● Exercise directions:
Take each line of the entries below that contains "tolerance" and copy it.

● Stored data entries:
//! Fixed-point amount conversion.
//!
//! Chains report amounts as integers in their smallest unit (or as
//! `LegacyDec` values carrying 18 implied decimals). Metrics want a human
//! scaled float, so everything funnels through [`scale`]. Precision is only
//! given up at that last step.

use std::str::FromStr;

use num_bigint::BigUint;
use num_traits::{ToPrimitive, Zero};

/// Number of implied decimals in a cosmos-sdk `LegacyDec`.
pub const LEGACY_DEC_PRECISION: u32 = 18;

/// Errors produced while reading a raw amount
#[derive(Debug, Clone, PartialEq, Eq, thiserror::Error)]
pub enum DecimalError {
    /// The upstream sent an empty amount
    #[error("empty amount")]
    Empty,
    /// The amount is not a non-negative number in the expected radix
    #[error("invalid amount {0:?}")]
    Invalid(String),
}

/// Divide `value` by `10^exponent`.
pub fn scale(value: f64, exponent: u32) -> f64 {
    value / pow10(exponent)
}

/// Multiply `value` by `10^exponent`; the inverse of [`scale`].
pub fn unscale(value: f64, exponent: u32) -> f64 {
    value * pow10(exponent)
}

fn pow10(exponent: u32) -> f64 {
    10f64.powi(exponent.min(i32::MAX as u32) as i32)
}

fn big_to_f64(value: &BigUint) -> f64 {
    // BigUint -> f64 only saturates to infinity, it never fails
    value.to_f64().unwrap_or(f64::INFINITY)
}

/// Parse a base-10 integer amount and scale it down by `10^exponent`.
pub fn parse_integer_amount(raw: &str, exponent: u32) -> Result<f64, DecimalError> {
    let raw = raw.trim();
    if raw.is_empty() {
        return Err(DecimalError::Empty);
    }
    let value = BigUint::from_str(raw).map_err(|_| DecimalError::Invalid(raw.to_owned()))?;
    Ok(scale(big_to_f64(&value), exponent))
}

/// Parse a base-10 decimal amount such as `"1250.500000000000000000"` and
/// scale it down by `10^exponent`. Plain integers are accepted too.
pub fn parse_decimal_amount(raw: &str, exponent: u32) -> Result<f64, DecimalError> {
    let raw = raw.trim();
    let Some((int_part, frac_part)) = raw.split_once('.') else {
        return parse_integer_amount(raw, exponent);
    };
    let invalid = || DecimalError::Invalid(raw.to_owned());
    if int_part.is_empty() && frac_part.is_empty() {
        return Err(invalid());
    }
    if !frac_part.bytes().all(|b| b.is_ascii_digit()) {
        return Err(invalid());
    }

    let int_value = if int_part.is_empty() {
        BigUint::zero()
    } else {
        BigUint::from_str(int_part).map_err(|_| invalid())?
    };
    let frac_value = if frac_part.is_empty() {
        0.0
    } else {
        f64::from_str(&format!("0.{frac_part}")).map_err(|_| invalid())?
    };

    Ok(scale(big_to_f64(&int_value) + frac_value, exponent))
}

/// Parse a `0x` prefixed hexadecimal amount (as returned by `eth_getBalance`)
/// and scale it down by `10^exponent`.
pub fn parse_hex_amount(raw: &str, exponent: u32) -> Result<f64, DecimalError> {
    let raw = raw.trim();
    if raw.is_empty() {
        return Err(DecimalError::Empty);
    }
    let digits = raw
        .strip_prefix("0x")
        .or_else(|| raw.strip_prefix("0X"))
        .unwrap_or(raw);
    if digits.is_empty() {
        return Ok(0.0);
    }
    let value = BigUint::parse_bytes(digits.as_bytes(), 16)
        .ok_or_else(|| DecimalError::Invalid(raw.to_owned()))?;
    Ok(scale(big_to_f64(&value), exponent))
}

/// Read a `LegacyDec` as serialised in gRPC `bytes` fields.
///
/// The wire form is the decimal's internal integer (value × 10^18) rendered
/// as ASCII digits. Some nodes send the human form with a decimal point
/// instead; both are accepted.
pub fn parse_legacy_dec(raw: &[u8]) -> Result<f64, DecimalError> {
    let text =
        std::str::from_utf8(raw).map_err(|_| DecimalError::Invalid(format!("{raw:?}")))?;
    if text.contains('.') {
        parse_decimal_amount(text, 0)
    } else {
        parse_integer_amount(text, LEGACY_DEC_PRECISION)
    }
}

#[cfg(test)]
mod tests {
    use super::*;

    fn assert_close(actual: f64, expected: f64) {
        let tolerance = expected.abs() * 1e-12;
        assert!(
            (actual - expected).abs() <= tolerance,
            "{actual} is not within {tolerance} of {expected}"
        );
    }

    #[test]
    fn integer_amounts_are_scaled() {
        assert_eq!(parse_integer_amount("0", 18).unwrap(), 0.0);
        assert_close(parse_integer_amount("1500000", 6).unwrap(), 1.5);
        assert_close(
            parse_integer_amount("1000000000000000000", 18).unwrap(),
            1.0,
        );
    }

    #[test]
    fn scaling_round_trips_representative_magnitudes() {
        // zero, a small balance, and a supply near the top of what chains mint
        let amounts = ["0", "42", "1234567", "1000000000000000000000000000"];
        for exponent in [0, 6, 18] {
            for raw in amounts {
                let expected = f64::from_str(raw).unwrap();
                let scaled = parse_integer_amount(raw, exponent).unwrap();
                assert_close(unscale(scaled, exponent), expected);
            }
        }
    }

    #[test]
    fn decimal_amounts_keep_their_fraction() {
        assert_close(
            parse_decimal_amount("1250.500000000000000000", 0).unwrap(),
            1250.5,
        );
        assert_close(parse_decimal_amount("0.25", 0).unwrap(), 0.25);
        assert_close(parse_decimal_amount("2500000.0", 6).unwrap(), 2.5);
        assert_close(parse_decimal_amount("300", 2).unwrap(), 3.0);
    }

    #[test]
    fn rejects_garbage() {
        assert_eq!(parse_integer_amount("", 6), Err(DecimalError::Empty));
        assert!(matches!(
            parse_integer_amount("12a", 6),
            Err(DecimalError::Invalid(_))
        ));
        assert!(matches!(
            parse_integer_amount("-5", 0),
            Err(DecimalError::Invalid(_))
        ));
        assert!(matches!(
            parse_decimal_amount("1.2.3", 0),
            Err(DecimalError::Invalid(_))
        ));
        assert!(matches!(
            parse_decimal_amount(".", 0),
            Err(DecimalError::Invalid(_))
        ));
        assert!(matches!(
            parse_hex_amount("0xzz", 18),
            Err(DecimalError::Invalid(_))
        ));
    }

    #[test]
    fn hex_balances() {
        assert_eq!(parse_hex_amount("0x0", 18).unwrap(), 0.0);
        assert_eq!(parse_hex_amount("0x", 18).unwrap(), 0.0);
        // 1.5 ether
        assert_close(parse_hex_amount("0x14d1120d7b160000", 18).unwrap(), 1.5);
    }

    #[test]
    fn legacy_dec_in_both_forms() {
        assert_close(parse_legacy_dec(b"130000000000000000").unwrap(), 0.13);
        assert_close(parse_legacy_dec(b"0.130000000000000000").unwrap(), 0.13);
        assert!(parse_legacy_dec(&[0xff, 0xfe]).is_err());
    }
}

● Output below:
        let tolerance = expected.abs() * 1e-12;
            (actual - expected).abs() <= tolerance,
            "{actual} is not within {tolerance} of {expected}"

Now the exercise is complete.